Leader: What porn?

Seeing things where they just aren't...

By silicon.com, 23 August 2006 17:00

The Home Office has been rapped on the knuckles today for a radio ad which inadvertently sent listeners to a website that, it is alleged, promotes pornography.

To make matters worse the ads were intended to inform children about a website that offers advice on how to stay safe online.

The Advertising Standards Authority upheld the complaint of one listener but to be honest you'd have to have a pretty good nose for porn to follow the threads here and sniff out some smut.

The radio ad promoted the ThinkuKnow.co.uk website but the good folk at the Home Office didn't think to point out they'd opted for the ultra-modern 'u' spelling, rather than the traditional 'you'.

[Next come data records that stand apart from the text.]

//! Attributed graph document and its construction from a [`NoteGraph`].

use notegraph_core::prelude::*;
use notegraph_core::to_json_string;
use notegraph_graph::NoteGraph;
use serde::{Deserialize, Serialize};
use uuid::Uuid;

/// Id of the single graph in an exported document
pub const NOTE_GRAPH_ID: &str = "NoteGraph";

/// Attribute key of node labels
pub const NODE_LABEL_ID: &str = "node-label";
/// Attribute key of node descriptions
pub const NODE_DESCRIPTION_ID: &str = "node-description";
/// Attribute key of node URLs
pub const NODE_URL_ID: &str = "node-url";
/// Attribute key of edge labels
pub const EDGE_LABEL_ID: &str = "edge-label";
/// Attribute key of edge descriptions
pub const EDGE_DESCRIPTION_ID: &str = "edge-description";

/// Element kind an attribute key applies to
#[derive(Debug, Clone, Copy, PartialEq, Eq, Serialize, Deserialize)]
#[serde(rename_all = "lowercase")]
pub enum AttributeDomain {
    Node,
    Edge,
}

impl AttributeDomain {
    pub fn as_str(self) -> &'static str {
        match self {
            AttributeDomain::Node => "node",
            AttributeDomain::Edge => "edge",
        }
    }
}

/// Declaration of a named, typed attribute
#[derive(Debug, Clone, PartialEq, Eq, Serialize, Deserialize)]
pub struct AttributeKey {
    pub id: String,
    pub domain: AttributeDomain,
    pub name: String,
    pub attr_type: String,
}

impl AttributeKey {
    fn string(id: &str, domain: AttributeDomain, name: &str) -> Self {
        Self {
            id: id.to_string(),
            domain,
            name: name.to_string(),
            attr_type: "string".to_string(),
        }
    }
}

/// A node: one note
#[derive(Debug, Clone, PartialEq, Eq, Serialize, Deserialize)]
pub struct GraphNode {
    /// Note guid
    pub id: String,
    pub label: String,
    pub description: String,
    pub url: String,
}

impl GraphNode {
    /// Attribute values keyed by attribute id, in declaration order
    pub fn data(&self) -> [(&'static str, &str); 3] {
        [
            (NODE_LABEL_ID, self.label.as_str()),
            (NODE_DESCRIPTION_ID, self.description.as_str()),
            (NODE_URL_ID, self.url.as_str()),
        ]
    }
}

/// An edge: one valid note link
#[derive(Debug, Clone, PartialEq, Eq, Serialize, Deserialize)]
pub struct GraphEdge {
    /// Freshly generated, not derived from the link
    pub id: String,
    pub source: String,
    pub target: String,
    pub label: String,
    pub description: String,
}

impl GraphEdge {
    /// Attribute values keyed by attribute id, in declaration order
    pub fn data(&self) -> [(&'static str, &str); 2] {
        [
            (EDGE_LABEL_ID, self.label.as_str()),
            (EDGE_DESCRIPTION_ID, self.description.as_str()),
        ]
    }
}

/// Generic directed graph with named attributes on nodes and edges
#[derive(Debug, Clone, PartialEq, Eq, Serialize, Deserialize)]
pub struct AttributedGraph {
    pub id: String,
    pub directed: bool,
    pub keys: Vec<AttributeKey>,
    pub nodes: Vec<GraphNode>,
    pub edges: Vec<GraphEdge>,
}

impl AttributedGraph {
    /// Create an empty directed graph declaring the standard note attributes
    pub fn new(id: impl Into<String>) -> Self {
        Self {
            id: id.into(),
            directed: true,
            keys: standard_keys(),
            nodes: Vec::new(),
            edges: Vec::new(),
        }
    }

    pub fn node(&self, id: &str) -> Option<&GraphNode> {
        self.nodes.iter().find(|n| n.id == id)
    }

    /// Pretty-printed JSON form of the document
    pub fn to_json(&self) -> Result<String> {
        to_json_string(self, "attributed graph")
    }
}

/// Node label, description and URL keys; edge label and description keys
pub fn standard_keys() -> Vec<AttributeKey> {
    vec![
        AttributeKey::string(NODE_LABEL_ID, AttributeDomain::Node, "label"),
        AttributeKey::string(NODE_DESCRIPTION_ID, AttributeDomain::Node, "description"),
        AttributeKey::string(NODE_URL_ID, AttributeDomain::Node, "url"),
        AttributeKey::string(EDGE_LABEL_ID, AttributeDomain::Edge, "label"),
        AttributeKey::string(EDGE_DESCRIPTION_ID, AttributeDomain::Edge, "description"),
    ]
}

/// Converts a note graph into an [`AttributedGraph`]
pub struct NoteGraphExporter;

impl NoteGraphExporter {
    /// Export all notes, or only linked notes, and every valid link.
    ///
    /// Broken links never become edges.
    pub fn export(graph: &NoteGraph, include_all_notes: bool) -> AttributedGraph {
        let notes: Vec<&Note> = if include_all_notes {
            graph.notes().collect()
        } else {
            graph.linked_notes()
        };
        let links = graph.valid_links();

        let mut document = AttributedGraph::new(NOTE_GRAPH_ID);
        document.nodes = notes.into_iter().map(Self::create_node).collect();
        document.edges = links.into_iter().map(Self::create_edge).collect();

        log::info!(
            "Converting note graph with [{}] notes and [{}] links to [{}] nodes and [{}] edges",
            graph.note_count(),
            graph.link_count(),
            document.nodes.len(),
            document.edges.len()
        );

        document
    }

    fn create_node(note: &Note) -> GraphNode {
        GraphNode {
            id: note.guid.clone(),
            label: note.title.clone(),
            description: note.description.clone(),
            url: note.canonical_url.to_string(),
        }
    }

    fn create_edge(link: &NoteLink) -> GraphEdge {
        GraphEdge {
            id: Uuid::new_v4().to_string(),
            source: link.source_note_guid.clone(),
            target: link.target_note_guid.clone().unwrap_or_default(),
            label: link.text.clone(),
            description: link.text.clone(),
        }
    }
}

/// Export `graph`; see [`NoteGraphExporter::export`]
pub fn export(graph: &NoteGraph, include_all_notes: bool) -> AttributedGraph {
    NoteGraphExporter::export(graph, include_all_notes)
}

#[cfg(test)]
mod tests {
    use super::*;
    use std::collections::HashSet;

    fn note(guid: &str) -> Note {
        let url = Url::parse(&format!("https://www.evernote.com/shard/s1/nl/1/{}/", guid)).unwrap();
        Note::new(guid, format!("Title {}", guid), url, UrlKind::WebLink)
    }

    fn link(source: &str, target: &str, text: &str) -> NoteLink {
        let url = Url::parse(&format!("https://www.evernote.com/shard/s1/nl/1/{}/", target)).unwrap();
        NoteLink::new(source, Some(target.to_string()), text, url, UrlKind::WebLink)
    }

    /// Four notes, only a and b mutually linked, c links to a missing note
    fn sample_graph() -> NoteGraph {
        let mut graph = NoteGraph::new();
        graph.add(note("a"), vec![link("a", "b", "to b")]);
        graph.add(note("b"), vec![link("b", "a", "to a")]);
        graph.add(note("c"), vec![link("c", "gone", "to nowhere")]);
        graph.add(note("d"), vec![]);
        graph
    }

    #[test]
    fn test_export_linked_notes_only() {
        let document = export(&sample_graph(), false);

        let ids: Vec<&str> = document.nodes.iter().map(|n| n.id.as_str()).collect();
        assert_eq!(ids, vec!["a", "b"]);
        assert_eq!(document.edges.len(), 2);
        assert!(
            document
                .edges
                .iter()
                .all(|e| document.node(&e.source).is_some() && document.node(&e.target).is_some())
        );
    }

    #[test]
    fn test_export_all_notes() {
        let document = export(&sample_graph(), true);

        let ids: Vec<&str> = document.nodes.iter().map(|n| n.id.as_str()).collect();
        assert_eq!(ids, vec!["a", "b", "c", "d"]);
        assert_eq!(document.edges.len(), 2);
    }

    #[test]
    fn test_node_and_edge_attributes() {
        let document = export(&sample_graph(), false);

        let node = document.node("a").unwrap();
        assert_eq!(node.label, "Title a");
        assert_eq!(node.description, "Title a");
        assert_eq!(node.url, "https://www.evernote.com/shard/s1/nl/1/a/");

        let edge = &document.edges[0];
        assert_eq!((edge.source.as_str(), edge.target.as_str()), ("a", "b"));
        assert_eq!(edge.label, "to b");
        assert_eq!(edge.description, "to b");
    }

    #[test]
    fn test_edge_ids_are_unique() {
        let mut graph = NoteGraph::new();
        graph.add(note("a"), vec![link("a", "b", "x"), link("a", "b", "x")]);
        graph.add(note("b"), vec![]);

        let document = export(&graph, false);
        let ids: HashSet<&str> = document.edges.iter().map(|e| e.id.as_str()).collect();
        assert_eq!(ids.len(), 2);
        assert!(ids.iter().all(|id| Uuid::parse_str(id).is_ok()));
    }

    #[test]
    fn test_document_to_json() {
        let json = export(&sample_graph(), false).to_json().unwrap();
        let value: serde_json::Value = serde_json::from_str(&json).unwrap();

        assert_eq!(value["id"], "NoteGraph");
        assert_eq!(value["keys"][0]["domain"], "node");
        assert_eq!(value["nodes"].as_array().unwrap().len(), 2);
        assert_eq!(value["edges"][0]["label"], "to b");
    }

    #[test]
    fn test_document_declares_standard_keys() {
        let document = export(&NoteGraph::new(), true);
        assert_eq!(document.id, NOTE_GRAPH_ID);
        assert!(document.directed);
        assert!(document.nodes.is_empty());

        let ids: Vec<&str> = document.keys.iter().map(|k| k.id.as_str()).collect();
        assert_eq!(
            ids,
            vec![
                NODE_LABEL_ID,
                NODE_DESCRIPTION_ID,
                NODE_URL_ID,
                EDGE_LABEL_ID,
                EDGE_DESCRIPTION_ID
            ]
        );
    }
}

That was incredibly stupid. And, as a result, some listeners probably found themselves on the website ThinkyouKnow.co.uk, which apparently promoted adult content.

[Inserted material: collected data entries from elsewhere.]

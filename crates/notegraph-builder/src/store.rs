//! The note store interface consumed by the graph builder.
//!
//! Transport, authentication and retries belong to the implementation;
//! the builder only sees pages of summaries and note bodies.

use notegraph_core::{AccountIdentity, NoteOrder, Result};
use serde::{Deserialize, Serialize};

/// One page request against the note store
#[derive(Debug, Clone, Copy, PartialEq, Eq)]
pub struct PageRequest {
    pub offset: u32,
    pub limit: u32,
    pub order: NoteOrder,
    pub ascending: bool,
}

/// Metadata of one note as listed in a page
#[derive(Debug, Clone, PartialEq, Eq, Serialize, Deserialize)]
pub struct NoteSummary {
    pub guid: String,
    pub title: String,
}

/// A page of note summaries
#[derive(Debug, Clone, PartialEq, Eq, Default, Serialize, Deserialize)]
pub struct NotesPage {
    pub notes: Vec<NoteSummary>,
    /// Index of the first returned note within the whole listing
    pub start_index: u32,
    /// Number of notes in the whole listing
    pub total_notes: u32,
}

impl NotesPage {
    /// Notes left after this page; negative when the store over-reports
    pub fn remaining(&self) -> i64 {
        i64::from(self.total_notes) - (i64::from(self.start_index) + self.notes.len() as i64)
    }
}

/// A note with its ENML body
#[derive(Debug, Clone, PartialEq, Eq, Serialize, Deserialize)]
pub struct NoteContent {
    pub guid: String,
    pub title: String,
    pub content: String,
}

/// Source of notes for a traversal run
pub trait NoteStore {
    /// Host, user and shard of the authenticated account
    fn account_identity(&self) -> Result<AccountIdentity>;

    /// List note summaries; fails with [`notegraph_core::Error::RemoteFetch`]
    fn fetch_notes_page(&self, request: &PageRequest) -> Result<NotesPage>;

    /// Fetch one note including its body
    fn fetch_note_content(&self, guid: &str) -> Result<NoteContent>;
}

impl<S: NoteStore + ?Sized> NoteStore for &S {
    fn account_identity(&self) -> Result<AccountIdentity> {
        (**self).account_identity()
    }

    fn fetch_notes_page(&self, request: &PageRequest) -> Result<NotesPage> {
        (**self).fetch_notes_page(request)
    }

    fn fetch_note_content(&self, guid: &str) -> Result<NoteContent> {
        (**self).fetch_note_content(guid)
    }
}

impl<S: NoteStore + ?Sized> NoteStore for Box<S> {
    fn account_identity(&self) -> Result<AccountIdentity> {
        (**self).account_identity()
    }

    fn fetch_notes_page(&self, request: &PageRequest) -> Result<NotesPage> {
        (**self).fetch_notes_page(request)
    }

    fn fetch_note_content(&self, guid: &str) -> Result<NoteContent> {
        (**self).fetch_note_content(guid)
    }
}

But to be fair to the Home Office, while the people who wrote and produced these ads were clearly fools, their actions hardly exposed anybody to porn. The site listeners found themselves on was a fairly standard parking site. You'd have to follow quite a few links before you found some porn.

That ad no more exposed people to porn than Google or Internet Explorer and suggestions to the contrary have lost any sense of perspective.

Comments

There are 3 comments. Join the discussion

  1. 1. Tobias West

    Here here.....it's stupid that the complaint was upheld

  2. 2. jsaltz

    An abomination. No more, no less.

  3. 3. anonymous

    I was severely disappointed. No porn? What could they be thinking about, unfair I say. How hard did they have to try to get a random 'net page without porn? Total waste of effort.

    Took me ages to find porn from that link. "Singles" looked the most likely, but when I tried ""Look Sexy Naked" all I got was a cup of tea. I want my Internet subscription back.